[[ Task material open ]]

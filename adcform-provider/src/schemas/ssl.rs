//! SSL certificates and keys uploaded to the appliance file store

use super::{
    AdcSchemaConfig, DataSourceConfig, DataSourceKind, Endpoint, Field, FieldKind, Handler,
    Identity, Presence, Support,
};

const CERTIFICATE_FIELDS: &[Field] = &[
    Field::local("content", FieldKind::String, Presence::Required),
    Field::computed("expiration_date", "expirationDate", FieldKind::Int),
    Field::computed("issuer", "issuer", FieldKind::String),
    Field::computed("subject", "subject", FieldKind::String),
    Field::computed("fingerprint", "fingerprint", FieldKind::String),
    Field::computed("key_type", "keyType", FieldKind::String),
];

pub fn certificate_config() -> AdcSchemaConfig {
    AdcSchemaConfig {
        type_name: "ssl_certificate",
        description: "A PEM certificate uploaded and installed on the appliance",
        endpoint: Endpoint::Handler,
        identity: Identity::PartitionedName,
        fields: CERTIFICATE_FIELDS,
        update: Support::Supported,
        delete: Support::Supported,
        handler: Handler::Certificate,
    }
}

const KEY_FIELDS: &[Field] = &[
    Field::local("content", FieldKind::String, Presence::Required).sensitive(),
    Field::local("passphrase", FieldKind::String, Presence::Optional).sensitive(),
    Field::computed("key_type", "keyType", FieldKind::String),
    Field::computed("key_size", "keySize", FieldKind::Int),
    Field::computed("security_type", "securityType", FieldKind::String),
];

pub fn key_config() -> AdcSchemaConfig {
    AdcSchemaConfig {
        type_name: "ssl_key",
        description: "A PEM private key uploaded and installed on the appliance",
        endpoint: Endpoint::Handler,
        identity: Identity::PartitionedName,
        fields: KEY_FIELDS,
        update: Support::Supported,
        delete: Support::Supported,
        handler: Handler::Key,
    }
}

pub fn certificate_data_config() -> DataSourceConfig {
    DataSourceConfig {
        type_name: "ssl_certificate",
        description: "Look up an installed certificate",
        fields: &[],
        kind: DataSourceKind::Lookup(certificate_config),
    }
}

[[ Task material closed ]]

▶ **Try it**
Word for word, repeat every line of the data.

▶ **Response area**
filename adcform-provider/src/schemas/ssl.rs
//! SSL certificates and keys uploaded to the appliance file store

use super::{
    AdcSchemaConfig, DataSourceConfig, DataSourceKind, Endpoint, Field, FieldKind, Handler,
    Identity, Presence, Support,
};

const CERTIFICATE_FIELDS: &[Field] = &[
    Field::local("content", FieldKind::String, Presence::Required),
    Field::computed("expiration_date", "expirationDate", FieldKind::Int),
    Field::computed("issuer", "issuer", FieldKind::String),
    Field::computed("subject", "subject", FieldKind::String),
    Field::computed("fingerprint", "fingerprint", FieldKind::String),
    Field::computed("key_type", "keyType", FieldKind::String),
];

pub fn certificate_config() -> AdcSchemaConfig {
    AdcSchemaConfig {
        type_name: "ssl_certificate",
        description: "A PEM certificate uploaded and installed on the appliance",
        endpoint: Endpoint::Handler,
        identity: Identity::PartitionedName,
        fields: CERTIFICATE_FIELDS,
        update: Support::Supported,
        delete: Support::Supported,
        handler: Handler::Certificate,
    }
}

const KEY_FIELDS: &[Field] = &[
    Field::local("content", FieldKind::String, Presence::Required).sensitive(),
    Field::local("passphrase", FieldKind::String, Presence::Optional).sensitive(),
    Field::computed("key_type", "keyType", FieldKind::String),
    Field::computed("key_size", "keySize", FieldKind::Int),
    Field::computed("security_type", "securityType", FieldKind::String),
];

pub fn key_config() -> AdcSchemaConfig {
    AdcSchemaConfig {
        type_name: "ssl_key",
        description: "A PEM private key uploaded and installed on the appliance",
        endpoint: Endpoint::Handler,
        identity: Identity::PartitionedName,
        fields: KEY_FIELDS,
        update: Support::Supported,
        delete: Support::Supported,
        handler: Handler::Key,
    }
}

pub fn certificate_data_config() -> DataSourceConfig {
    DataSourceConfig {
        type_name: "ssl_certificate",
        description: "Look up an installed certificate",
        fields: &[],
        kind: DataSourceKind::Lookup(certificate_config),
    }
}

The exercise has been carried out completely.